Наша лаборатория также сочетает в себе использование теплового шока индуцибельной трансгенных линий с клеточной трансплантации, что определенные сигналы руководством аксон может быть misexpressed в донорских клеток после возвышения в температуры инкубации (данные не показывают). Эта техника очень мощный и прямой подход к локально misexpress белка интереса к пространственной и временной, определенным образом, который позволяет нам увидеть, как специфического белка влияет на развитие. В нашем случае этот метод может расширить наши знания за функцией слит-Robo сигналы руководства в позиционировании спаек и глиальных клеток в средней линии ^5.

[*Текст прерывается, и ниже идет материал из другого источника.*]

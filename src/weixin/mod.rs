//! Weixin official account API: access tokens, media uploads, and the
//! draft/freepublish endpoints.

pub mod client;
pub mod draft;
pub mod media;
pub mod token;

pub use client::{CallError, PlatformClient};
pub use draft::{DraftApi, DraftArticle, PublishOutcome};
pub use media::MediaUploader;
pub use token::CredentialCache;
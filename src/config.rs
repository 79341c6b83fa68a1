use std::path::PathBuf;

use serde::Deserialize;

/// Media id of an image pre-registered on the official account, used as the
/// cover when an article arrives without one.
pub const DEFAULT_COVER_MEDIA_ID: &str =
    "SwCSRjrdGJNaWioRQUHzgF68BHFkSlb_f5xlTquvsOSA6Yy0ZRjFo0aW9eS3JJu_";

pub const DEFAULT_API_BASE: &str = "https://api.weixin.qq.com";

#[derive(Clone, Deserialize)]
pub struct Config {
    pub port: u16,
    /// Base URL of the platform API. Overridden in tests.
    pub api_base: String,
    pub app_id: Option<String>,
    pub app_secret: Option<String>,
    /// Set via WEIXIN_AUTOMATED_PUBLISH. Only verified service accounts may
    /// use the draft/freepublish APIs, so this defaults to false.
    pub automated_publish: bool,
    pub default_cover_media_id: String,
    pub output_dir: PathBuf,
    pub public_dir: PathBuf,
}

impl Default for Config {
    fn default() -> Self {
        Self {
            port: 8000,
            api_base: DEFAULT_API_BASE.to_string(),
            app_id: None,
            app_secret: None,
            automated_publish: false,
            default_cover_media_id: DEFAULT_COVER_MEDIA_ID.to_string(),
            output_dir: PathBuf::from("./output"),
            public_dir: PathBuf::from("./public"),
        }
    }
}

impl Config {
    /// Fails when either half of the app identity is missing.
    pub fn require_identity(&self) -> anyhow::Result<()> {
        let present = |v: &Option<String>| v.as_deref().is_some_and(|s| !s.trim().is_empty());
        if !present(&self.app_id) || !present(&self.app_secret) {
            anyhow::bail!(
                "Weixin configuration incomplete: set both WEIXIN_APP_ID and WEIXIN_APP_SECRET"
            );
        }
        Ok(())
    }
}

pub fn load() -> anyhow::Result<Config> {
    dotenvy::dotenv().ok();
    Ok(from_lookup(|key| std::env::var(key).ok()))
}

/// Builds a config from an arbitrary variable source.
pub fn from_lookup(lookup: impl Fn(&str) -> Option<String>) -> Config {
    let defaults = Config::default();
    let non_empty = |key: &str| lookup(key).filter(|v| !v.trim().is_empty());

    Config {
        port: lookup("PUBLISHER_PORT")
            .and_then(|v| v.parse().ok())
            .unwrap_or(defaults.port),
        api_base: non_empty("WEIXIN_API_BASE")
            .map(|v| v.trim_end_matches('/').to_string())
            .unwrap_or(defaults.api_base),
        app_id: non_empty("WEIXIN_APP_ID"),
        app_secret: non_empty("WEIXIN_APP_SECRET"),
        automated_publish: lookup("WEIXIN_AUTOMATED_PUBLISH")
            .map(|v| parse_flag(&v))
            .unwrap_or(defaults.automated_publish),
        default_cover_media_id: non_empty("WEIXIN_DEFAULT_COVER_MEDIA_ID")
            .unwrap_or(defaults.default_cover_media_id),
        output_dir: non_empty("PUBLISHER_OUTPUT_DIR")
            .map(PathBuf::from)
            .unwrap_or(defaults.output_dir),
        public_dir: non_empty("PUBLISHER_PUBLIC_DIR")
            .map(PathBuf::from)
            .unwrap_or(defaults.public_dir),
    }
}

fn parse_flag(value: &str) -> bool {
    matches!(
        value.trim().to_ascii_lowercase().as_str(),
        "1" | "true" | "yes" | "on"
    )
}
use std::path::PathBuf;
use std::sync::Arc;

use axum::http::{HeaderName, Method};
use axum::routing::{get, post};
use axum::Router;
use tower_http::cors::{AllowOrigin, CorsLayer};
use tower_http::services::ServeDir;
use tower_http::trace::TraceLayer;

use crate::publish::ContentPublisher;
use crate::store::ArchiveWriter;

pub mod handlers;

/// Shared state passed to handlers.
pub struct AppState {
    pub publisher: Arc<dyn ContentPublisher>,
    pub archive: ArchiveWriter,
}

/// Build the API router. Relative to the server root.
pub fn api_router() -> Router<Arc<AppState>> {
    Router::new()
        .route("/publish", post(handlers::publish_article))
        .route("/articles/:filename", get(handlers::get_article))
}

/// The complete application: API, health check, static client files.
pub fn app(state: Arc<AppState>, public_dir: Option<PathBuf>) -> Router {
    let mut router = Router::new()
        .route("/healthz", get(|| async { "ok" }))
        .nest("/api", api_router())
        .with_state(state);

    if let Some(dir) = public_dir {
        router = router.fallback_service(ServeDir::new(dir));
    }

    router
        .layer(TraceLayer::new_for_http())
        .layer(
            CorsLayer::new()
                .allow_origin(AllowOrigin::predicate(|origin, _| {
                    let origin_str = origin.to_str().unwrap_or("");
                    origin_str.starts_with("http://localhost:")
                        || origin_str.starts_with("http://127.0.0.1:")
                }))
                .allow_methods([Method::GET, Method::POST, Method::OPTIONS])
                .allow_headers([HeaderName::from_static("content-type")]),
        )
}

Другие подходы к локально misexpressing генов, таких как фокусное uncaging УФ и локализованные инструменты heatshock (лазерная или паяльником), предлагают альтернативные способы манипулирования экспрессию генов и маркеров в небольшой группе клеток, ^7-9, однако клеточной трансплантации устанавливает Окончательный анализ среды, свободной от какой-либо травмы, индуцированных УФ, лазерной или тепла принятия клеточной трансплантации более контролируемой экспериментальный подход. В заключение, мы нашли процедуры клеточной трансплантации быть важной частью нашей нервной исследования биологии. Создание клонов клеток с различными свойствами, является важным инструментом для развития биологии в решении фундаментальных вопросов клеточной поведения, функции генов и клеточной автономии.

Materials

Name	Type	Company	Catalog Number	Comments
Petri dishes	Tool	Fisher Scientific	08-757-13	100 x 15 mm
Glass bottom culture plates	Tool	MatTek Corp.	P35G-1.5-2.0-C	35 x 15mm, No 1.5, Uncoated, Gamma-irradiated
Wide Bore Glass Pasteur pipets	Tool	Fisher Scientific	63A-53-WT
Glass filament capillaries for trough molds (without filament) and injection needles (with filament)	Tool	World Precision Instruments, Inc.	1B150F-4	4 in. (100 mm), 1.5 / 0.84 OD/ID (mm)
Transplant Capillaries (TransferTip)	Tool	Eppendorf	83000122-8	Type IV, sterile, Int. 15μm; 20 degree bend
Transplant mold	Tool	Adaptive Science Tools	PT-1	150 triangular divots to hold individual embryos
Agarose, Type I	Reagent	Sigma-Aldrich	A6013-250G	1.5% agarose made in EM
(Antibiotic) Embryo Medium	Reagent			See Westerfield, 2007
Phosphate Buffer	Reagent			See Westerfield, 2007
Watchman Forceps	Tool	Fine Science Tools		100+mm tip (dull), 50mm tip
Rhodamine B Dextran	Lineage tracer dye	Molecular Probes, Life Technologies	D1824	MW 10,000 Da, lysine-fixable, red (590nm) fluorescent dye excited with green (570nm) light
Dissecting Microscope	Microscope	Olympus Corporation	SZX7
Fluorescent Stereo Microscope	Microscope	Carl Zeiss, Inc.	Lumar	Fully Automated Joystick Controlled (Sycop)
Transplant Apparatus	Tool	Eppendorf	AirTram
Automated Micromanipulator	Tool	Eppendorf	TransferMan NK2	Joystick Controlled
Micromanipulator	Tool	Applied Scientific Instrumentation	00-42-101-0000	MM33 Right
Microinjector with Back Pressure Unit	Tool	Applied Scientific Instrumentation	MPPI-2 BPU
Flamming/Brown Micropipet Puller	Tool	Sutter Instrument Co.	Model P97	Program: Heat 550; Velocity 200; Time/Delay 200; Pull force 120.